TASK OBJECTIVE
Look through the data below. Pick out the lines holding the string "main".

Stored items
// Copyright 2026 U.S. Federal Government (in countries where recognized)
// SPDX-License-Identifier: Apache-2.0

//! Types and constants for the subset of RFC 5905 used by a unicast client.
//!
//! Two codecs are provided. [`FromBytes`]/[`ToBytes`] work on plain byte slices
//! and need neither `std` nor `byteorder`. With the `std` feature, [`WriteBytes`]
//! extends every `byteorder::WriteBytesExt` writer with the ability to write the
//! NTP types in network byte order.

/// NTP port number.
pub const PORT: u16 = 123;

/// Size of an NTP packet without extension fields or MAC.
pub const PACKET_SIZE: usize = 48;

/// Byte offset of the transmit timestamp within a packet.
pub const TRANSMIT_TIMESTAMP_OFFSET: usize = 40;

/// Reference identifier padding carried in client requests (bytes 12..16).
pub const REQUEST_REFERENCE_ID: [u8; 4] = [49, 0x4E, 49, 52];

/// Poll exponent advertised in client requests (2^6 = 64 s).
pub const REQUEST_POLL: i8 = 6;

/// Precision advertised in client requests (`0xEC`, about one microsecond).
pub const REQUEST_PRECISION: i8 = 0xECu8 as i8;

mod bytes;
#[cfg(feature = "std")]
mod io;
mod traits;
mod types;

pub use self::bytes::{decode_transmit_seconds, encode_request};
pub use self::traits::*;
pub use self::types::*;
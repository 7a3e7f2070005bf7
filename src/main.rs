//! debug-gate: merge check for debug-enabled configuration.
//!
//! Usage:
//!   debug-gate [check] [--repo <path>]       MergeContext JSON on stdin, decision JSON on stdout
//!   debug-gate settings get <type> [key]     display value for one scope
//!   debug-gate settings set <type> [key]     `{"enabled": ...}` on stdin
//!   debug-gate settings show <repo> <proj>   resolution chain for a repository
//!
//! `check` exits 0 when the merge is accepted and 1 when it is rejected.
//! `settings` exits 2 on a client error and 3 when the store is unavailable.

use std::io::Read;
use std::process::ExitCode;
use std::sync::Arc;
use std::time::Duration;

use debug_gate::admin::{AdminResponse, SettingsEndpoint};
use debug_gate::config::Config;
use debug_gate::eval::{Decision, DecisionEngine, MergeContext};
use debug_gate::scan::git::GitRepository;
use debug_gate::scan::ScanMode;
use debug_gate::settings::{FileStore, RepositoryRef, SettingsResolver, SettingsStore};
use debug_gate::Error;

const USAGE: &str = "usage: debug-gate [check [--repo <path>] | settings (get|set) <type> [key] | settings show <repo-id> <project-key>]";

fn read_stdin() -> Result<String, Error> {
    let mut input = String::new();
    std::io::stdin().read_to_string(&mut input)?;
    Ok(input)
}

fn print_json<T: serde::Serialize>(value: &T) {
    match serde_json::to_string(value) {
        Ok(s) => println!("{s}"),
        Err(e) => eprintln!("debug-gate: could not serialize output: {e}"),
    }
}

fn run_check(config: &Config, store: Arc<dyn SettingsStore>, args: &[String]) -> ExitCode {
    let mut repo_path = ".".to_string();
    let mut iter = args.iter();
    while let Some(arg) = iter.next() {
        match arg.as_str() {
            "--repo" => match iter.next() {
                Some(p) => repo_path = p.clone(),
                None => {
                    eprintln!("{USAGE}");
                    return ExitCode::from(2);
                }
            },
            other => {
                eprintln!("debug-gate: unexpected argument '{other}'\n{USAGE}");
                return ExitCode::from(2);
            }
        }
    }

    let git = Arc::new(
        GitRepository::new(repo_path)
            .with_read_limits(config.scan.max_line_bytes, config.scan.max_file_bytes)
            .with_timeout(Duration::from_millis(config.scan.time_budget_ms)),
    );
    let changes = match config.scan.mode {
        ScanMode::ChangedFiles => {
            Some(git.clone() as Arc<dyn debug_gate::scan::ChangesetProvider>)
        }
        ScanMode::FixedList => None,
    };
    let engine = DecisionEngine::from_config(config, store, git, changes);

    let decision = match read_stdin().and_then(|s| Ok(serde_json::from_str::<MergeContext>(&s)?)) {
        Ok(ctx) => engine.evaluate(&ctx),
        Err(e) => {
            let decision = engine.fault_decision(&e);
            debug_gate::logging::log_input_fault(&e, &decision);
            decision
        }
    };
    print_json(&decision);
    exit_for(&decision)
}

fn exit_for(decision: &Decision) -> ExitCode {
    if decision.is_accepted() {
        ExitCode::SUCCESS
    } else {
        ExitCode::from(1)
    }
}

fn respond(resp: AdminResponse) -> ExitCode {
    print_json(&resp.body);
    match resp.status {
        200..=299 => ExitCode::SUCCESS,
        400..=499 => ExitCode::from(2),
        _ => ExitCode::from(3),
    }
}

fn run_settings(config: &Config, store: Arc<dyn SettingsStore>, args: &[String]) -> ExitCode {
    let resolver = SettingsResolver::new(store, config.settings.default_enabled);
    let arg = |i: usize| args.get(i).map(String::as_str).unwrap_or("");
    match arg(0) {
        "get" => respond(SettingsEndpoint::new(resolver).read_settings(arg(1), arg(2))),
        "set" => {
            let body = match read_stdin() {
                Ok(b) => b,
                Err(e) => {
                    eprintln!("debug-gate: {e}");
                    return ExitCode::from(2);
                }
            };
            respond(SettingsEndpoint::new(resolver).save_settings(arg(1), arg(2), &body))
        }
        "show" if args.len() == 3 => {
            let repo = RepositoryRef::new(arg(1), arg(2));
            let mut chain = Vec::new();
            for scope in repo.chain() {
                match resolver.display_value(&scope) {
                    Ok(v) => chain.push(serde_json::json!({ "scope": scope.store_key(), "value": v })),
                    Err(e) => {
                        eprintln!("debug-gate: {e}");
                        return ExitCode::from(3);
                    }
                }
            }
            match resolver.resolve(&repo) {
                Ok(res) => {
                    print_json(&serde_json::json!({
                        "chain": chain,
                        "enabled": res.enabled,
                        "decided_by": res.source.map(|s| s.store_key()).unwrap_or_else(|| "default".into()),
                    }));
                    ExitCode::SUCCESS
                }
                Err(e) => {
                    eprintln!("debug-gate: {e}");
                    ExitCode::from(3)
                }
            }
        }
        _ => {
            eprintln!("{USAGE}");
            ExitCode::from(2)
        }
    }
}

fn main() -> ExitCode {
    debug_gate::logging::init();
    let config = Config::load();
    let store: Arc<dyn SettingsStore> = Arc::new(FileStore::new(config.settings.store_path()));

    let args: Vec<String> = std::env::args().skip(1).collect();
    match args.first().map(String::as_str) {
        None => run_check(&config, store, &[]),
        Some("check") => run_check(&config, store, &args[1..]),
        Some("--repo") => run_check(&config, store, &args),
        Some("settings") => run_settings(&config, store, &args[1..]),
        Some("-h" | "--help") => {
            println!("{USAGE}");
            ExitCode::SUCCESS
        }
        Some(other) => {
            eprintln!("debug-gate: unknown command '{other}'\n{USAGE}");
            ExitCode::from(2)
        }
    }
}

ANSWER TO THIS EXERCISE
filename src/main.rs
fn main() -> ExitCode {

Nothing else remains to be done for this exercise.